--- START ---
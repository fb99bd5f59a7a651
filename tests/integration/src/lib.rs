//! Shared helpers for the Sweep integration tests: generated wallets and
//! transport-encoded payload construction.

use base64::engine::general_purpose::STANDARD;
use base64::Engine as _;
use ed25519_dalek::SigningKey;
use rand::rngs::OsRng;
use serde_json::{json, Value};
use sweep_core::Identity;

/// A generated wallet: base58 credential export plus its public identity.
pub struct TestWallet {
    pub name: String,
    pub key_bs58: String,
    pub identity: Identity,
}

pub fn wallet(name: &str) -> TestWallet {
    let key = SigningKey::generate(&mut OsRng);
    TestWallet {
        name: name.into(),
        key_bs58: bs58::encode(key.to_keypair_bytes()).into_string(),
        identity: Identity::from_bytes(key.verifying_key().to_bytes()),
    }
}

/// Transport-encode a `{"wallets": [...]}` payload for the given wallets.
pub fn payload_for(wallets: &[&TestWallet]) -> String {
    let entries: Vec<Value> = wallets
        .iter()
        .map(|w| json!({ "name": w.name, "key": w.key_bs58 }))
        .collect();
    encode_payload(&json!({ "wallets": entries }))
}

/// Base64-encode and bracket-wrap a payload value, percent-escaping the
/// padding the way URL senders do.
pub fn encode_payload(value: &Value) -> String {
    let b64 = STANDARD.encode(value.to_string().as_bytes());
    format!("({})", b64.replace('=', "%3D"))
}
--- END ---
TASK BRIEF -> What is needed is the number of lines in the entries that contain the word "integration", written alone.

TASK ANSWER -> 2